Don't know if I am up to that many, nor my pocket book!


----------



## Minimor (Dec 12, 2009)

They aren't up on the list yet but should be soon as the date reservations have been sent in--we will have two AMHR/ASPC shows here next year, both held within 20 minutes of home, so I will be showing at those. One is a fair show with one judge and (hopefully) triple points, and the other is a 4 judge show. I'll be taking all the ponies & a couple Minis to those. Then there is another show out west I'd like to take one Mini to--I'd be hauling with someone else to that one so wouldn't take more than one to show.

That will be the extent of my showing in 2010--that's all I have time or money for.

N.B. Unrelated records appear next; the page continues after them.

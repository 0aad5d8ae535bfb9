use glam::Vec2;
use std::collections::HashSet;

/// Aktives Editor-Werkzeug
#[derive(Debug, Clone, Copy, PartialEq, Eq, Default)]
pub enum EditorTool {
    /// Standard: Pfade selektieren und verschieben
    #[default]
    Select,
    /// Klick-für-Klick neue Anker setzen
    Pen,
    /// Pfade unter dem Zeiger löschen
    Eraser,
    /// Rechteck aufziehen (geschlossener 5-Punkt-Pfad)
    Rectangle,
    /// Kreis aufziehen (64-Segment-Polygon, geglättet)
    Circle,
    /// Nur Ansicht verschieben
    Hand,
    /// Pfad am nächsten Segment auftrennen
    Cut,
}

/// Laufende Zeigergeste. Genau eine Geste zur Zeit; jeder Start wird von
/// genau einem Ende-Pfad abgeschlossen (auch beim Werkzeugwechsel).
#[derive(Debug, Clone, PartialEq, Default)]
pub enum Gesture {
    #[default]
    Idle,
    /// Rechteck/Kreis wird aufgezogen
    ShapeDrag { start: Vec2 },
    /// Radierer-Zug; bereits gelöschte IDs werden pro Geste nur einmal gezählt
    EraserDrag { erased: HashSet<u64> },
    /// Marquee-Auswahl; `additive` ist der Shift-Zustand beim Start
    Marquee {
        start: Vec2,
        current: Vec2,
        additive: bool,
    },
    /// Selektion wird verschoben; `last` ist die letzte Zeigerposition,
    /// `total` das aufgelaufene Gesamtdelta
    MoveSelection { last: Vec2, total: Vec2 },
    /// Anker eines Pfads wird gezogen (`anchor` = flacher Koordinatenindex)
    AnchorDrag { path_id: u64, anchor: usize },
}

/// Vorschau-Stilwert aus dem Eigenschaften-Panel (Slider-Drag ohne Commit).
#[derive(Debug, Clone, Copy, PartialEq)]
pub struct StylePreview {
    pub corner_radius: f32,
}

/// Zustand des aktuellen Editor-Werkzeugs.
#[derive(Default)]
pub struct EditorToolState {
    /// Aktives Werkzeug
    pub active_tool: EditorTool,
    /// Pfad, an den der Stift gerade anhängt (nicht Teil der Undo-Projektion)
    pub active_path_id: Option<u64>,
    /// Transienter Vorschaupunkt des Stifts (nie im Dokument)
    pub pen_preview: Option<Vec2>,
    /// Laufende Zeigergeste
    pub gesture: Gesture,
    /// Transiente Stil-Vorschau für die Selektion
    pub style_preview: Option<StylePreview>,
}

impl EditorToolState {
    /// Erstellt den Standard-Werkzeugzustand (Select-Tool aktiv).
    pub fn new() -> Self {
        Self::default()
    }

    /// Bricht transiente Werkzeugzustände ab (Werkzeugwechsel, Dokumentwechsel).
    pub fn reset_transient(&mut self) {
        self.active_path_id = None;
        self.pen_preview = None;
        self.gesture = Gesture::Idle;
        self.style_preview = None;
    }
}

I might take a couple ponies out to a couple of the local fairs, but will have to see what the summer is like & how things go. The American Shetlands are a novelty here, so I like to take them out & let people see them!


----------



## Leeana (Dec 12, 2009)

afoulk said:


> We are very lucky in our Area (2) as we have many shows fairly close by. All are under 6 hours drive except for the National Show. I have 3 in May 3 in June 2 in July 1 in August and then Nationals in September. All are multiple judges. I usually attend shows in Ohio, Michigan, Indiana, Pa and Ky. Can't wait to get started in 2010
> Arlene


I am basically the same as Arlene...all of the shows we attend are within 3.5 hours drive from my front door. The farthest is probably a show we went to last year that was about 5 hours away, but that is the farthest. There is a show in Kentucky I would like to attend next year that would be around 6 hours drive.

The show schedule on the site is very tentative right now. I know many of the shows here in area II without even looking at that schedule (and they have not been added, yet).

Normally we do (and about in this order)

Greenville

Ashland

Greenville

Urbana

World Show / State fair ...

That is five of the shows here in Ohio that I know of ... will probably hit a show in Indiana in may and would like to go to a show in Ky however I think both of the Mi and In shows that Im thinking of are the same weekend..


----------



## minih (Dec 12, 2009)

I was most happy to see that they added the DuQuoin show back in 2010! We always go to that show and this last year they did not have it, not only do they have it once but looks like we may get to go twice this year unless they are waiting to see which one get approved or not. ???? I like the arena and the show grounds. Very nice and it usually a very relaxed show and a lot of fun.


----------



## dannigirl (Dec 12, 2009)

minih said:


> I was most happy to see that they added the DuQuoin show back in 2010! We always go to that show and this last year they did not have it, not only do they have it once but looks like we may get to go twice this year unless they are waiting to see which one get approved or not. ???? I like the arena and the show grounds. Very nice and it usually a very relaxed show and a lot of fun.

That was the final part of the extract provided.